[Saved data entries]

+++

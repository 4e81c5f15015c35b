//! Chat-completion abstraction and message types.

use sense_core::PipelineResult;
use serde::{Deserialize, Serialize};

/// Role of a chat message.
///
/// The pipeline is single-turn: it only ever sends a system instruction
/// followed by one user message, so assistant-role messages do not exist
/// here.
#[derive(Debug, Clone, Copy, PartialEq, Eq, Serialize, Deserialize)]
#[serde(rename_all = "lowercase")]
pub enum Role {
    System,
    User,
}

/// One message in a chat-completion request.
#[derive(Debug, Clone, PartialEq, Eq, Serialize, Deserialize)]
pub struct ChatMessage {
    pub role: Role,
    pub content: String,
}

impl ChatMessage {
    /// Create a system-role message.
    pub fn system(content: impl Into<String>) -> Self {
        Self {
            role: Role::System,
            content: content.into(),
        }
    }

    /// Create a user-role message.
    pub fn user(content: impl Into<String>) -> Self {
        Self {
            role: Role::User,
            content: content.into(),
        }
    }
}

/// Synthesized text returned by a completion backend.
#[derive(Debug, Clone, Serialize, Deserialize)]
pub struct Completion {
    /// The generated text
    pub content: String,

    /// Token usage statistics, when the backend reports them
    #[serde(skip_serializing_if = "Option::is_none")]
    pub usage: Option<CompletionUsage>,
}

/// Token usage statistics.
#[derive(Debug, Clone, Default, Serialize, Deserialize)]
pub struct CompletionUsage {
    #[serde(default)]
    pub prompt_tokens: u32,

    #[serde(default)]
    pub completion_tokens: u32,

    #[serde(default)]
    pub total_tokens: u32,
}

/// Trait for chat-completion backends.
///
/// Implementors encapsulate transport, serialization, and vendor-specific
/// API details, so the pipeline stays decoupled from any particular
/// provider.
#[async_trait::async_trait]
pub trait AnswerClient: Send + Sync {
    /// Get the provider name (e.g., "openrouter").
    fn provider_name(&self) -> &str;

    /// Send the given messages, in order, in a single non-streaming call and
    /// return the synthesized text.
    ///
    /// Generation parameters (sampling, length bound) are adapter
    /// configuration, not part of this contract.
    async fn complete(&self, messages: &[ChatMessage]) -> PipelineResult<Completion>;
}
//! Completion client factory.
//!
//! Builds the process-wide completion client from application configuration.
//! The handle is constructed once at startup and shared by reference into
//! every pipeline invocation; there is no hidden global state.

use std::sync::Arc;

use sense_core::{AppConfig, PipelineError, PipelineResult};

use crate::client::AnswerClient;
use crate::providers::OpenRouterClient;

/// Create the completion client for the configured backend.
///
/// Resolves the credential (direct key first, then the config file's
/// `apiKeyEnv` indirection) and applies endpoint, model, and referer
/// overrides. Fails before any call is attempted when no credential is
/// configured.
pub fn create_answer_client(config: &AppConfig) -> PipelineResult<Arc<dyn AnswerClient>> {
    let api_key = config.resolve_api_key().ok_or_else(|| {
        PipelineError::MisconfiguredCredential(
            "no completion API key configured; set SENSE_API_KEY or OPENROUTER_API_KEY"
                .to_string(),
        )
    })?;

    let mut client = OpenRouterClient::new(api_key)?
        .with_model(&config.model)
        .with_app_url(&config.app_url);

    if let Some(ref endpoint) = config.base_url {
        client = client.with_base_url(endpoint);
    }

    Ok(Arc::new(client))
}
//! Logging infrastructure for Search Sense.
//!
//! Initializes the tracing subscriber once per process. All logs go to
//! stderr so stdout stays clean for answer output.

use tracing_subscriber::{fmt, layer::SubscriberExt, util::SubscriberInitExt, EnvFilter};

use crate::error::{PipelineError, PipelineResult};

/// Initialize the tracing subscriber with stderr output.
///
/// Filtering follows `RUST_LOG` unless an explicit level is given; ANSI
/// colors are suppressed when `no_color` is set or `NO_COLOR` is present in
/// the environment.
pub fn init_logging(log_level: Option<&str>, no_color: bool) -> PipelineResult<()> {
    let default_level = std::env::var("RUST_LOG").unwrap_or_else(|_| "info".to_string());
    let filter_str = log_level.unwrap_or(&default_level);

    let env_filter = EnvFilter::try_new(filter_str)
        .map_err(|e| PipelineError::Config(format!("invalid log filter: {e}")))?;

    let ansi = !no_color && std::env::var("NO_COLOR").is_err();

    let fmt_layer = fmt::layer()
        .with_writer(std::io::stderr)
        .with_target(true)
        .with_level(true)
        .with_ansi(ansi);

    tracing_subscriber::registry()
        .with(env_filter)
        .with(fmt_layer)
        .try_init()
        .map_err(|e| PipelineError::Config(format!("failed to init logging: {e}")))?;

    Ok(())
}

#[cfg(test)]
mod tests {
    use super::*;

    #[test]
    fn test_init_logging_installs_once() {
        // The global subscriber can only be installed once per process.
        assert!(init_logging(Some("debug"), true).is_ok());
        assert!(init_logging(Some("debug"), true).is_err());
    }

    #[test]
    fn test_init_logging_rejects_bad_filter() {
        let result = init_logging(Some("===not-a-filter==="), true);
        assert!(result.is_err());
    }
}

+++

(AIM OF THE EXERCISE) Go through the records and copy each one exactly.

(RESULT BELOW)
repository 4e81c5f15015c35b
//! Chat-completion abstraction and message types.

use sense_core::PipelineResult;
use serde::{Deserialize, Serialize};

/// Role of a chat message.
///
/// The pipeline is single-turn: it only ever sends a system instruction
/// followed by one user message, so assistant-role messages do not exist
/// here.
#[derive(Debug, Clone, Copy, PartialEq, Eq, Serialize, Deserialize)]
#[serde(rename_all = "lowercase")]
pub enum Role {
    System,
    User,
}

/// One message in a chat-completion request.
#[derive(Debug, Clone, PartialEq, Eq, Serialize, Deserialize)]
pub struct ChatMessage {
    pub role: Role,
    pub content: String,
}

impl ChatMessage {
    /// Create a system-role message.
    pub fn system(content: impl Into<String>) -> Self {
        Self {
            role: Role::System,
            content: content.into(),
        }
    }

    /// Create a user-role message.
    pub fn user(content: impl Into<String>) -> Self {
        Self {
            role: Role::User,
            content: content.into(),
        }
    }
}

/// Synthesized text returned by a completion backend.
#[derive(Debug, Clone, Serialize, Deserialize)]
pub struct Completion {
    /// The generated text
    pub content: String,

    /// Token usage statistics, when the backend reports them
    #[serde(skip_serializing_if = "Option::is_none")]
    pub usage: Option<CompletionUsage>,
}

/// Token usage statistics.
#[derive(Debug, Clone, Default, Serialize, Deserialize)]
pub struct CompletionUsage {
    #[serde(default)]
    pub prompt_tokens: u32,

    #[serde(default)]
    pub completion_tokens: u32,

    #[serde(default)]
    pub total_tokens: u32,
}

/// Trait for chat-completion backends.
///
/// Implementors encapsulate transport, serialization, and vendor-specific
/// API details, so the pipeline stays decoupled from any particular
/// provider.
#[async_trait::async_trait]
pub trait AnswerClient: Send + Sync {
    /// Get the provider name (e.g., "openrouter").
    fn provider_name(&self) -> &str;

    /// Send the given messages, in order, in a single non-streaming call and
    /// return the synthesized text.
    ///
    /// Generation parameters (sampling, length bound) are adapter
    /// configuration, not part of this contract.
    async fn complete(&self, messages: &[ChatMessage]) -> PipelineResult<Completion>;
}
//! Completion client factory.
//!
//! Builds the process-wide completion client from application configuration.
//! The handle is constructed once at startup and shared by reference into
//! every pipeline invocation; there is no hidden global state.

use std::sync::Arc;

use sense_core::{AppConfig, PipelineError, PipelineResult};

use crate::client::AnswerClient;
use crate::providers::OpenRouterClient;

/// Create the completion client for the configured backend.
///
/// Resolves the credential (direct key first, then the config file's
/// `apiKeyEnv` indirection) and applies endpoint, model, and referer
/// overrides. Fails before any call is attempted when no credential is
/// configured.
pub fn create_answer_client(config: &AppConfig) -> PipelineResult<Arc<dyn AnswerClient>> {
    let api_key = config.resolve_api_key().ok_or_else(|| {
        PipelineError::MisconfiguredCredential(
            "no completion API key configured; set SENSE_API_KEY or OPENROUTER_API_KEY"
                .to_string(),
        )
    })?;

    let mut client = OpenRouterClient::new(api_key)?
        .with_model(&config.model)
        .with_app_url(&config.app_url);

    if let Some(ref endpoint) = config.base_url {
        client = client.with_base_url(endpoint);
    }

    Ok(Arc::new(client))
}
//! Logging infrastructure for Search Sense.
//!
//! Initializes the tracing subscriber once per process. All logs go to
//! stderr so stdout stays clean for answer output.

use tracing_subscriber::{fmt, layer::SubscriberExt, util::SubscriberInitExt, EnvFilter};

use crate::error::{PipelineError, PipelineResult};

/// Initialize the tracing subscriber with stderr output.
///
/// Filtering follows `RUST_LOG` unless an explicit level is given; ANSI
/// colors are suppressed when `no_color` is set or `NO_COLOR` is present in
/// the environment.
pub fn init_logging(log_level: Option<&str>, no_color: bool) -> PipelineResult<()> {
    let default_level = std::env::var("RUST_LOG").unwrap_or_else(|_| "info".to_string());
    let filter_str = log_level.unwrap_or(&default_level);

    let env_filter = EnvFilter::try_new(filter_str)
        .map_err(|e| PipelineError::Config(format!("invalid log filter: {e}")))?;

    let ansi = !no_color && std::env::var("NO_COLOR").is_err();

    let fmt_layer = fmt::layer()
        .with_writer(std::io::stderr)
        .with_target(true)
        .with_level(true)
        .with_ansi(ansi);

    tracing_subscriber::registry()
        .with(env_filter)
        .with(fmt_layer)
        .try_init()
        .map_err(|e| PipelineError::Config(format!("failed to init logging: {e}")))?;

    Ok(())
}

#[cfg(test)]
mod tests {
    use super::*;

    #[test]
    fn test_init_logging_installs_once() {
        // The global subscriber can only be installed once per process.
        assert!(init_logging(Some("debug"), true).is_ok());
        assert!(init_logging(Some("debug"), true).is_err());
    }

    #[test]
    fn test_init_logging_rejects_bad_filter() {
        let result = init_logging(Some("===not-a-filter==="), true);
        assert!(result.is_err());
    }
}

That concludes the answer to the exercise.